I THINK but am not sure that it should actually be possible to just keep nesting value/messagekey indefinitely with no effect but have "the last one win". This is probably undesirable.

Anyway - we should certainly forbid "spurious value" as a member of the lists in UISelect. Or even in UIBoundMany which hasn't really existed since the RSF days but is still probably "morally valid" if it were possible to render it.

Stab at characterising a rule

It seems that a string appearing as a bare value in an array should simply be left alone. However - just because we are inside a list presumably doesn't mean we should stop recursing. Certainly for the UISelect lists it doesn't seem helpful/desirable that any of the elements may be independently bound, e.g.

{{["Home", {valuebinding: "%path"]}} 

is not supported and probably shouldn't be. BUT - for example, the "args" structure of a decorator might well contain values to be fixed up. However, value/valuebinding would be just as unhelpful here. All the same, it seems desirable to support some form of EL referencing - but perhaps we should just punt on this and wait until we are coding with IoC trees. On the other hand, having derived this EL syntax, perhaps we should

The current impl currently has no "sense"

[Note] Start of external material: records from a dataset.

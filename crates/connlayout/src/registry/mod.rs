// SPDX-License-Identifier: Apache-2.0 OR MIT
// Copyright (c) 2025-2026 connlayout contributors

//! Layout registry for connection wrapper types.
//!
//! The registry ensures that layout introspection happens only once per
//! wrapper type. It has two states:
//!
//! ```text
//! RegistryBuilder (Uninitialized)  --seal()-->  LayoutRegistry (Ready)
//!   register::<W>(fields)                        lookup / token
//!   &mut self, single thread                     &self, any thread, no locks
//! ```
//!
//! There is no way back from `LayoutRegistry` to a builder, and no lookup
//! API on the builder, so a partially populated table is never observable.
//! [`RegistryCell`] publishes a sealed registry to other threads.

mod cell;

pub use cell::{global, global_state, install, RegistryCell, RegistryState};

use crate::accessor::FieldToken;
use crate::config::{RegistryConfig, MAX_TYPE_CAPACITY};
use crate::error::{Error, Result};
use crate::layout::{FieldLayout, Layout, TypeDescriptor};
use std::any::TypeId;
use std::borrow::Borrow;
use std::collections::HashMap;
use std::fmt;
use std::hash::{Hash, Hasher};
use std::mem::{align_of, size_of};
use std::sync::atomic::{AtomicU64, Ordering};

/// Composite `(type name, field name)` key.
type FieldKey = (&'static str, &'static str);

/// Borrowed view of a [`FieldKey`], so probes need neither `'static`
/// strings nor an allocation.
trait FieldKeyRef {
    fn parts(&self) -> (&str, &str);
}

impl FieldKeyRef for (&str, &str) {
    fn parts(&self) -> (&str, &str) {
        (self.0, self.1)
    }
}

impl<'a> Borrow<dyn FieldKeyRef + 'a> for FieldKey {
    fn borrow(&self) -> &(dyn FieldKeyRef + 'a) {
        self
    }
}

// Must hash exactly like the tuple key.
impl Hash for dyn FieldKeyRef + '_ {
    fn hash<H: Hasher>(&self, state: &mut H) {
        self.parts().hash(state);
    }
}

impl PartialEq for dyn FieldKeyRef + '_ {
    fn eq(&self, other: &Self) -> bool {
        self.parts() == other.parts()
    }
}

impl Eq for dyn FieldKeyRef + '_ {}

fn field_entry<'m>(
    fields: &'m HashMap<FieldKey, FieldLayout>,
    type_name: &str,
    field_name: &str,
) -> Option<&'m FieldLayout> {
    fields.get(&(type_name, field_name) as &dyn FieldKeyRef)
}

/// Registry counters.
#[derive(Debug, Default, Clone, Copy, PartialEq, Eq)]
pub struct LookupStats {
    pub misses: u64,
    pub tokens_issued: u64,
}

/// Population phase of the layout registry.
pub struct RegistryBuilder {
    config: RegistryConfig,
    types: HashMap<&'static str, TypeDescriptor>,
    type_ids: HashMap<TypeId, &'static str>,
    fields: HashMap<FieldKey, FieldLayout>,
}

impl RegistryBuilder {
    #[must_use]
    pub fn new() -> Self {
        Self::with_config(RegistryConfig::default())
    }

    #[must_use]
    pub fn with_config(config: RegistryConfig) -> Self {
        // Pre-size hint only; never let it abort the process.
        let capacity = config.type_capacity.min(MAX_TYPE_CAPACITY);
        Self {
            config,
            types: HashMap::with_capacity(capacity),
            type_ids: HashMap::with_capacity(capacity),
            fields: HashMap::with_capacity(capacity.saturating_mul(4)),
        }
    }

    pub fn config(&self) -> &RegistryConfig {
        &self.config
    }

    /// Resolve and record the offsets of `field_names` inside `W`.
    ///
    /// Every name must exist on `W` (`Error::UnknownField` otherwise).
    /// Registering the same type again is idempotent; new names are added,
    /// already recorded entries never change.
    pub fn register<W: Layout>(&mut self, field_names: &[&str]) -> Result<&mut Self> {
        let descriptor = self.introspect::<W>()?;

        let mut selected: Vec<FieldLayout> = Vec::with_capacity(field_names.len());
        for &name in field_names {
            let Some(field) = descriptor.field(name) else {
                return Err(Error::UnknownField {
                    type_name: descriptor.type_name,
                    field: name.to_string(),
                });
            };
            if !selected.iter().any(|f| f.name == field.name) {
                selected.push(*field);
            }
        }

        self.insert(descriptor, selected);
        Ok(self)
    }

    /// Register every field `W` describes.
    pub fn register_all<W: Layout>(&mut self) -> Result<&mut Self> {
        let descriptor = self.introspect::<W>()?;
        let selected = descriptor.fields.clone();
        self.insert(descriptor, selected);
        Ok(self)
    }

    /// Finish population and return the read-only registry.
    ///
    /// Fails with `Error::MissingRequired` if a type/field pair listed in
    /// the configuration was never registered.
    pub fn seal(self) -> Result<LayoutRegistry> {
        for (type_name, fields) in &self.config.required {
            for field in fields {
                if field_entry(&self.fields, type_name, field).is_none() {
                    return Err(Error::MissingRequired {
                        type_name: type_name.clone(),
                        field: field.clone(),
                    });
                }
            }
        }

        log::info!(
            "[registry] sealed layout registry: {} types, {} fields",
            self.types.len(),
            self.fields.len()
        );

        Ok(LayoutRegistry {
            types: self.types,
            type_ids: self.type_ids,
            fields: self.fields,
            misses: AtomicU64::new(0),
            tokens_issued: AtomicU64::new(0),
        })
    }

    /// Run `W::describe()` once and check it against `W` itself.
    fn introspect<W: Layout>(&self) -> Result<TypeDescriptor> {
        let descriptor = W::describe();
        let type_name = descriptor.type_name;

        if let Some(existing) = self.types.get(type_name) {
            if existing.type_id != TypeId::of::<W>() {
                return Err(Error::TypeNameConflict { type_name });
            }
        }

        // Placement is checked unconditionally: tokens hand out references
        // at these offsets.
        check_placement::<W>(&descriptor)?;
        if self.config.verify_layouts {
            verify::<W>(&descriptor)?;
        }

        Ok(descriptor)
    }

    fn insert(&mut self, descriptor: TypeDescriptor, selected: Vec<FieldLayout>) {
        let type_name = descriptor.type_name;
        let entry = self.types.entry(type_name).or_insert_with(|| TypeDescriptor {
            fields: Vec::new(),
            ..descriptor
        });
        self.type_ids.insert(entry.type_id, type_name);

        let mut added = 0usize;
        for field in selected {
            let key = (type_name, field.name);
            if let Some(existing) = self.fields.get(&key) {
                debug_assert_eq!(*existing, field, "layout changed within one process");
                continue;
            }
            self.fields.insert(key, field);
            entry.fields.push(field);
            added += 1;
        }

        log::debug!(
            "[registry] registered `{}` ({} bytes): {} new fields, {} total",
            type_name,
            entry.size_bytes,
            added,
            entry.fields.len()
        );
    }
}

impl Default for RegistryBuilder {
    fn default() -> Self {
        Self::new()
    }
}

impl fmt::Debug for RegistryBuilder {
    fn fmt(&self, f: &mut fmt::Formatter<'_>) -> fmt::Result {
        f.debug_struct("RegistryBuilder")
            .field("types", &self.types.len())
            .field("fields", &self.fields.len())
            .field("config", &self.config)
            .finish()
    }
}

/// Every field must lie inside `W` and be aligned wherever a `W` lives.
fn check_placement<W: Layout>(descriptor: &TypeDescriptor) -> Result<()> {
    for field in &descriptor.fields {
        if let Some(reason) = placement_error(
            field.offset_bytes,
            field.size_bytes,
            field.alignment,
            size_of::<W>(),
            align_of::<W>(),
        ) {
            return Err(Error::InvalidLayout {
                type_name: descriptor.type_name,
                field: field.name,
                reason,
            });
        }
    }
    Ok(())
}

fn placement_error(
    offset: usize,
    size: usize,
    alignment: usize,
    wrapper_size: usize,
    wrapper_alignment: usize,
) -> Option<&'static str> {
    if !alignment.is_power_of_two() {
        Some("field alignment is not a power of two")
    } else if alignment > wrapper_alignment {
        Some("field is more aligned than the type (packed layout?)")
    } else if offset % alignment != 0 {
        Some("field offset is misaligned")
    } else if offset.saturating_add(size) > wrapper_size {
        Some("field extends past the end of the type")
    } else {
        None
    }
}

/// One-time consistency check of a descriptor against the real type.
fn verify<W: Layout>(descriptor: &TypeDescriptor) -> Result<()> {
    let type_name = descriptor.type_name;
    let invalid = |field: &'static str, reason: &'static str| Error::InvalidLayout {
        type_name,
        field,
        reason,
    };

    if descriptor.type_id != TypeId::of::<W>() {
        return Err(invalid("", "descriptor describes a different type"));
    }
    if descriptor.size_bytes != size_of::<W>() || descriptor.alignment != align_of::<W>() {
        return Err(invalid("", "descriptor size or alignment differs from the type"));
    }

    for field in &descriptor.fields {
        if field.owner != TypeId::of::<W>() {
            return Err(invalid(field.name, "field belongs to a different type"));
        }
    }

    Ok(())
}

/// Sealed, read-only layout table.
///
/// Safe for unlimited concurrent readers; nothing here takes a lock.
pub struct LayoutRegistry {
    types: HashMap<&'static str, TypeDescriptor>,
    type_ids: HashMap<TypeId, &'static str>,
    fields: HashMap<FieldKey, FieldLayout>,
    misses: AtomicU64,
    tokens_issued: AtomicU64,
}

impl LayoutRegistry {
    /// Cached layout of `type_name.field_name`, or `None` if never registered.
    #[inline]
    pub fn lookup(&self, type_name: &str, field_name: &str) -> Option<&FieldLayout> {
        let hit = field_entry(&self.fields, type_name, field_name);
        if hit.is_none() {
            self.misses.fetch_add(1, Ordering::Relaxed);
            log::debug!("[registry] lookup miss: {}.{}", type_name, field_name);
        }
        hit
    }

    /// Issue a typed accessor for field `field_name` of `W`.
    ///
    /// Checks happen here, once; the returned token performs none.
    pub fn token<W: Layout, F: 'static>(&self, field_name: &str) -> Result<FieldToken<W, F>> {
        let Some(&type_name) = self.type_ids.get(&TypeId::of::<W>()) else {
            return Err(Error::NotRegistered(W::TYPE_NAME));
        };

        let Some(layout) = field_entry(&self.fields, type_name, field_name)
            .filter(|layout| layout.owner == TypeId::of::<W>())
        else {
            return Err(Error::FieldNotRegistered {
                type_name,
                field: field_name.to_string(),
            });
        };

        if layout.field_type != TypeId::of::<F>() {
            return Err(Error::FieldTypeMismatch {
                type_name,
                field: layout.name,
                expected: layout.field_type_name,
                found: std::any::type_name::<F>(),
            });
        }

        // Re-check against `F` itself; descriptor metadata is plain data.
        if let Some(reason) = placement_error(
            layout.offset_bytes,
            size_of::<F>(),
            align_of::<F>(),
            size_of::<W>(),
            align_of::<W>(),
        ) {
            return Err(Error::InvalidLayout {
                type_name,
                field: layout.name,
                reason,
            });
        }

        self.tokens_issued.fetch_add(1, Ordering::Relaxed);
        log::debug!(
            "[registry] token issued: {}.{} @ {}",
            type_name,
            layout.name,
            layout.offset_bytes
        );

        // SAFETY: the layout came from `W::describe()` (owner TypeId is `W`,
        // checked via `type_ids` at registration), its field TypeId is `F`,
        // and an `F` at this offset is in bounds and aligned in every `W`.
        Ok(unsafe { FieldToken::from_layout(layout) })
    }

    pub fn descriptor(&self, type_name: &str) -> Option<&TypeDescriptor> {
        self.types.get(type_name)
    }

    pub fn descriptor_of<W: Layout>(&self) -> Option<&TypeDescriptor> {
        let type_name = self.type_ids.get(&TypeId::of::<W>())?;
        self.types.get(type_name)
    }

    pub fn contains(&self, type_name: &str) -> bool {
        self.types.contains_key(type_name)
    }

    pub fn type_names(&self) -> impl Iterator<Item = &'static str> + '_ {
        self.types.keys().copied()
    }

    /// Number of registered types.
    pub fn len(&self) -> usize {
        self.types.len()
    }

    pub fn is_empty(&self) -> bool {
        self.types.is_empty()
    }

    /// Number of registered fields across all types.
    pub fn field_count(&self) -> usize {
        self.fields.len()
    }

    #[must_use]
    pub fn stats(&self) -> LookupStats {
        LookupStats {
            misses: self.misses.load(Ordering::Relaxed),
            tokens_issued: self.tokens_issued.load(Ordering::Relaxed),
        }
    }
}

impl fmt::Debug for LayoutRegistry {
    fn fmt(&self, f: &mut fmt::Formatter<'_>) -> fmt::Result {
        f.debug_struct("LayoutRegistry")
            .field("types", &self.types.len())
            .field("fields", &self.fields.len())
            .field("stats", &self.stats())
            .finish()
    }
}

#[cfg(test)]
mod tests;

It doesn't recognise whether it is traversing component material or not, and has no sense of "where it is" in a structure. Presumably after passing a "raw array boundary" or something like "args" it should realise that it is no longer expected to be recognising/producing components. But perhaps it should still be "resolving EL references in the raw".

"Double valuebinding"

A similar issue is the tendency of AC in CSpace currently to write things like

{componentID: {
  valuebinding: "${path}"}

which currently gets sxpanded to

{componentID: {
  valuebinding: {
    valuebinding: "path"
}
}

There is currently explicit code in the CSpace fix up to find this and unwrap it. The question is whether to "support" this syntax? This connects with the previous discussion in that seeing "valuebinding" could be considered another "component territory boundary"

Current issues

"expandComponentSingle" is the current de facto entry point "back into" the expander, both from itself and from breakout expanders. Currently it dispatches directly ONLY to expandComponent, indicating these should be fused. This combined operation is the one that has "no sense" - and is the reason for the difference in "pushers". There is actually a tighter grammar on component trees than this code tried to be aware of - a "trunk component" can be recognised in closed form by the renderer, and each of its fields can be known to be either UIBound or "terminals". Possibly the concept of the "pusher" can go away.

The logic in "expandChildren" looks really paradoxical - the list of children is only created ONCE WE RECOGNISE WE ARE IN A CHILD, which would seem to imply that we could only deal with sets of children which are two deep... but this doesn't seem to be the case.

Presumably some of the final "else" block in "expandMembers" is redundant with the odd branch in "expandComponent" that makes some kind of opportunistic attempt to recognise a UIBound.